Savings from ObamaCare? Don't count on it
Yesterday, Speaker Nancy Pelosi (D-CA) told reporters that the House version of the health care legislation will cost under $900 billion and reduce the deficit, claiming to have estimate from the Congressional Budget Office (CBO).
The CBO, in its score of ObamaCare in the Senate and in previous preliminary scores, pointed out any budgetary savings aren't a given:
The net cost of the coverage expansions would be more than offset by the combination of other spending changes that CBO estimates would save $404 billion over the 10 years and other provisions that JCT and CBO estimate would increase federal revenues by $196 billion over the same period. In subsequent years, the collective effect of those provisions would probably be continued reductions in federal budget deficits. Those estimates are all subject to substantial uncertainty.Uncertainty or skepticism over projected budget savings is entirely reasonable because history shows these estimates to be entirely inaccurate, at the Wall Street Journal points out:
let's examine the record of Congressional forecasters in predicting costs.
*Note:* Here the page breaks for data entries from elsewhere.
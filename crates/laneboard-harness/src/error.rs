use std::path::PathBuf;

use laneboard_core::{BoardError, ConfigError};
use thiserror::Error;

pub type Result<T> = std::result::Result<T, HarnessError>;

pub const EXIT_FAILURE: i32 = 1;
pub const EXIT_INVALID_INPUT: i32 = 2;

#[derive(Debug, Error)]
pub enum HarnessError {
    #[error("I/O error on {path}: {source}")]
    Io {
        path: PathBuf,
        #[source]
        source: std::io::Error,
    },

    #[error("scenario JSON error: {0}")]
    Json(#[from] serde_json::Error),

    #[error(transparent)]
    Config(#[from] ConfigError),

    #[error("board error: {0}")]
    Board(#[from] BoardError),

    #[error("could not render config: {0}")]
    Render(String),

    #[error("scenario step {index}: {message}")]
    Step { index: usize, message: String },
}

impl HarnessError {
    #[must_use]
    pub fn exit_code(&self) -> i32 {
        match self {
            Self::Json(_) | Self::Config(_) | Self::Board(_) | Self::Step { .. } => {
                EXIT_INVALID_INPUT
            }
            Self::Io { .. } | Self::Render(_) => EXIT_FAILURE,
        }
    }

    #[must_use]
    pub fn io(path: impl Into<PathBuf>, source: std::io::Error) -> Self {
        Self::Io {
            path: path.into(),
            source,
        }
    }
}

#[cfg(test)]
mod tests {
    use super::*;

    #[test]
    fn invalid_input_maps_to_exit_two() {
        let error = HarnessError::Step {
            index: 3,
            message: "unknown touch".to_string(),
        };
        assert_eq!(error.exit_code(), EXIT_INVALID_INPUT);
        assert_eq!(error.to_string(), "scenario step 3: unknown touch");
    }

    #[test]
    fn io_errors_name_the_path() {
        let error = HarnessError::io(
            "missing.json",
            std::io::Error::new(std::io::ErrorKind::NotFound, "gone"),
        );
        assert_eq!(error.exit_code(), EXIT_FAILURE);
        assert!(error.to_string().contains("missing.json"));
    }
}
Start with Medicaid, the joint state-federal program for the poor. The House Ways and Means Committee estimated that its first-year costs would be $238 million. Instead it hit more than $1 billion, and costs have kept climbing.Don't let the talk of savings fool you, cost overruns will happen. As I've noted before, the idea of a deficit reduction by $81 billion by spending is backward thinking, especially when you're going to run a deficit of $9 trillion over the next 10 years.
[...]
Medicare has a similar record. In 1965, Congressional budgeters said that it would cost $12 billion in 1990. Its actual cost that year was $90 billion. Whoops. The hospitalization program alone was supposed to cost $9 billion but wound up costing $67 billion. These aren't small forecasting errors. The rate of increase in Medicare spending has outpaced overall inflation in nearly every year (up 9.8% in 2009), so a program that began at $4 billion now costs $428 billion.The Medicare program for renal disease was originally estimated in 1973 to cover 11,000 participants. Today it covers 395,000, at a cost of $22 billion. The 1988 Medicare home-care benefit was supposed to cost $4 billion by 1993, but the actual cost was $10 billion, because many more people participated than expected. This is nearly always the case with government programs because their entitlement nature—accepting everyone who meets the age or income limits—means there's no fixed annual budget.



Comments
You are right it is backward thinking. Why spend a huge amount of money to make a deficit over a period of time. It is not logical thinking. But who said they are logical.
Posted by: The Doctor | October 21, 2009 08:56 PM
The whole things about rights is that one has a choice not so with this totalitarian dictatorative government. It believes in creating a national state much like russia, east germany, cuba, venezeula, and many other have. Watch your liberty and freedoms disappear with each passing law from the dictators.